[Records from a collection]
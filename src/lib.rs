mod python;
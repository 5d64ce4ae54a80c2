//! Emission calculations for city greenhouse-gas inventories.
//!
//! Given an activity record (fuel burnt, energy used, distance driven, waste
//! landfilled …), a methodology and a set of candidate emission factors, the
//! engine computes the mass of each gas and the CO2-equivalent total:
//!
//! ```
//! use ghgi_core::{calculate_gas_amounts, ActivityRecord, EmissionFactor, Gas};
//! use ghgi_core::units::{FactorUnit, Unit};
//! use rust_decimal_macros::dec;
//!
//! let activity = ActivityRecord::new()
//!     .with_quantity("fuel-consumption", dec!(1000), Unit::parse("L").unwrap())
//!     .with_classification("fuel-type", "fuel-type-diesel");
//! let per_litre = FactorUnit::parse("kg/L").unwrap();
//! let factors = vec![
//!     EmissionFactor::new(Gas::CO2, dec!(2.68), per_litre.clone()),
//!     EmissionFactor::new(Gas::CH4, dec!(0.0001), per_litre.clone()),
//!     EmissionFactor::new(Gas::N2O, dec!(0.00001), per_litre),
//! ];
//!
//! let result =
//!     calculate_gas_amounts(&activity, "fuel-combustion-consumption", "I.1.1", &factors).unwrap();
//! assert_eq!(result.total_co2e_kg, dec!(2685.53));
//! ```
//!
//! All arithmetic uses [`rust_decimal::Decimal`]; nothing is rounded until
//! [`report`] presents it.

pub mod activity;
pub mod aggregate;
pub mod calculator;
pub mod config;
pub mod datasource;
pub mod decimal;
pub mod emission_factor;
pub mod engine;
pub mod gas;
pub mod gpc;
pub mod inventory;
pub mod methodology;
pub mod python;
pub mod report;
pub mod units;
pub mod validation;

pub mod errors;

pub use activity::{ActivityRecord, Quantity, SourceAttribution};
pub use aggregate::{EmissionsResult, GasBreakdown};
pub use config::EngineConfig;
pub use emission_factor::EmissionFactor;
pub use engine::{calculate_gas_amounts, EmissionsEngine};
pub use errors::{CalculationError, CalculationResult};
pub use gas::{Gas, GwpSet};
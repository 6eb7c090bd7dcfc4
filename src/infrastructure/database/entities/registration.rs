//! Registration entity

use chrono::NaiveDateTime;
use sea_orm::entity::prelude::*;
use serde::{Deserialize, Serialize};

/// Registration row - one submission for one event
#[derive(Clone, Debug, PartialEq, DeriveEntityModel, Serialize, Deserialize)]
#[sea_orm(table_name = "registrations")]
pub struct Model {
    /// Unique registration ID
    #[sea_orm(primary_key)]
    pub id: i32,

    /// Registrant's full name
    pub full_name: String,

    /// Registrant's email, stored as submitted (no normalization)
    pub email: String,

    /// College name
    pub college_name: String,

    /// Department
    pub department: String,

    /// Category copied from the event at submission time
    pub category: String,

    /// Owning event
    pub event_id: i32,

    /// When the registration was submitted
    pub created: NaiveDateTime,
}

#[derive(Copy, Clone, Debug, EnumIter, DeriveRelation)]
pub enum Relation {
    #[sea_orm(
        belongs_to = "super::event::Entity",
        from = "Column::EventId",
        to = "super::event::Column::Id",
        on_delete = "Cascade"
    )]
    Event,
}

impl Related<super::event::Entity> for Entity {
    fn to() -> RelationDef {
        Relation::Event.def()
    }
}

impl ActiveModelBehavior for ActiveModel {}
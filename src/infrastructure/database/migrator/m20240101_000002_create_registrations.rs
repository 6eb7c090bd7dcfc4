//! Create registrations table

use sea_orm_migration::prelude::*;

use super::m20240101_000001_create_events::Events;

#[derive(DeriveMigrationName)]
pub struct Migration;

#[async_trait::async_trait]
impl MigrationTrait for Migration {
    async fn up(&self, manager: &SchemaManager) -> Result<(), DbErr> {
        manager
            .create_table(
                Table::create()
                    .table(Registrations::Table)
                    .if_not_exists()
                    .col(
                        ColumnDef::new(Registrations::Id)
                            .integer()
                            .not_null()
                            .auto_increment()
                            .primary_key(),
                    )
                    .col(ColumnDef::new(Registrations::FullName).string().not_null())
                    .col(ColumnDef::new(Registrations::Email).string().not_null())
                    .col(
                        ColumnDef::new(Registrations::CollegeName)
                            .string()
                            .not_null(),
                    )
                    .col(
                        ColumnDef::new(Registrations::Department)
                            .string()
                            .not_null(),
                    )
                    .col(ColumnDef::new(Registrations::Category).string().not_null())
                    .col(ColumnDef::new(Registrations::EventId).integer().not_null())
                    .col(
                        ColumnDef::new(Registrations::Created)
                            .timestamp()
                            .not_null(),
                    )
                    .foreign_key(
                        ForeignKey::create()
                            .name("fk_registrations_event")
                            .from(Registrations::Table, Registrations::EventId)
                            .to(Events::Table, Events::Id)
                            .on_delete(ForeignKeyAction::Cascade),
                    )
                    .to_owned(),
            )
            .await?;

        // Index for per-event listings and counts
        manager
            .create_index(
                Index::create()
                    .name("idx_registrations_event")
                    .table(Registrations::Table)
                    .col(Registrations::EventId)
                    .to_owned(),
            )
            .await?;

        // Concurrent duplicate submissions for the same event are rejected
        // by the database even when both pass the application-level check.
        // The cross-event same-date variant stays application-checked.
        manager
            .create_index(
                Index::create()
                    .name("uq_registrations_email_event")
                    .table(Registrations::Table)
                    .col(Registrations::Email)
                    .col(Registrations::EventId)
                    .unique()
                    .to_owned(),
            )
            .await
    }

    async fn down(&self, manager: &SchemaManager) -> Result<(), DbErr> {
        manager
            .drop_table(Table::drop().table(Registrations::Table).to_owned())
            .await
    }
}

#[derive(Iden)]
pub enum Registrations {
    Table,
    Id,
    FullName,
    Email,
    CollegeName,
    Department,
    Category,
    EventId,
    Created,
}
//! CSV export of registration records
//!
//! Produces the administrative export as a lazy sequence of byte chunks:
//! one chunk for the BOM plus header row, then one chunk per record. The
//! full record set is never materialized as a single buffer.

use std::convert::Infallible;

use chrono::NaiveDateTime;
use futures_util::stream::{self, Stream, StreamExt};

use crate::domain::RegistrationRecord;
use crate::shared::dates;

/// UTF-8 byte-order mark expected by spreadsheet consumers.
const UTF8_BOM: &[u8] = &[0xEF, 0xBB, 0xBF];

const HEADER: [&str; 9] = [
    "ID",
    "Full Name",
    "Email",
    "College Name",
    "Department",
    "Category",
    "Event Name",
    "Event Date",
    "Submission Date",
];

// ── Field escaping ─────────────────────────────────────────────

/// A field containing the delimiter, a quote, or a line break is wrapped in
/// double quotes with embedded quotes doubled; anything else is written bare.
fn escape_field(value: &str) -> String {
    if value.contains(['"', ',', '\n', '\r']) {
        let mut escaped = String::with_capacity(value.len() + 2);
        escaped.push('"');
        for c in value.chars() {
            if c == '"' {
                escaped.push('"');
            }
            escaped.push(c);
        }
        escaped.push('"');
        escaped
    } else {
        value.to_string()
    }
}

fn write_row<'a>(fields: impl IntoIterator<Item = &'a str>) -> Vec<u8> {
    let row = fields
        .into_iter()
        .map(escape_field)
        .collect::<Vec<_>>()
        .join(",");
    let mut bytes = row.into_bytes();
    bytes.extend_from_slice(b"\r\n");
    bytes
}

// ── Exporter ───────────────────────────────────────────────────

/// Serializes registration records into the fixed nine-column CSV layout.
pub struct CsvExporter;

impl CsvExporter {
    /// Byte chunks of the export: BOM + header first, then one row per
    /// record in the order given.
    pub fn export(
        records: Vec<RegistrationRecord>,
    ) -> impl Stream<Item = Result<Vec<u8>, Infallible>> {
        let header = stream::once(async { Ok(Self::header_chunk()) });
        let rows = stream::iter(records.into_iter().map(|r| Ok(Self::row_chunk(&r))));
        header.chain(rows)
    }

    /// Export filename, `event_registrations_<YYYYMMDD_HHMMSS>.csv`.
    pub fn filename(now: NaiveDateTime) -> String {
        format!("event_registrations_{}.csv", now.format("%Y%m%d_%H%M%S"))
    }

    fn header_chunk() -> Vec<u8> {
        let mut chunk = Vec::from(UTF8_BOM);
        chunk.extend_from_slice(&write_row(HEADER));
        chunk
    }

    fn row_chunk(record: &RegistrationRecord) -> Vec<u8> {
        let r = &record.registration;
        write_row([
            r.id.to_string().as_str(),
            &r.full_name,
            &r.email,
            &r.college_name,
            &r.department,
            r.category.label(),
            &record.event_name,
            &dates::date_machine(record.event_date),
            &dates::datetime_machine(r.created_at),
        ])
    }
}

**About this task:** Each line above with the string "filename" in it should be located and copied.

**Written answer:**
filename src/lib.rs
filename src/infrastructure/database/entities/registration.rs
filename src/infrastructure/database/migrator/m20240101_000002_create_registrations.rs
    /// Export filename, `event_registrations_<YYYYMMDD_HHMMSS>.csv`.
    pub fn filename(now: NaiveDateTime) -> String {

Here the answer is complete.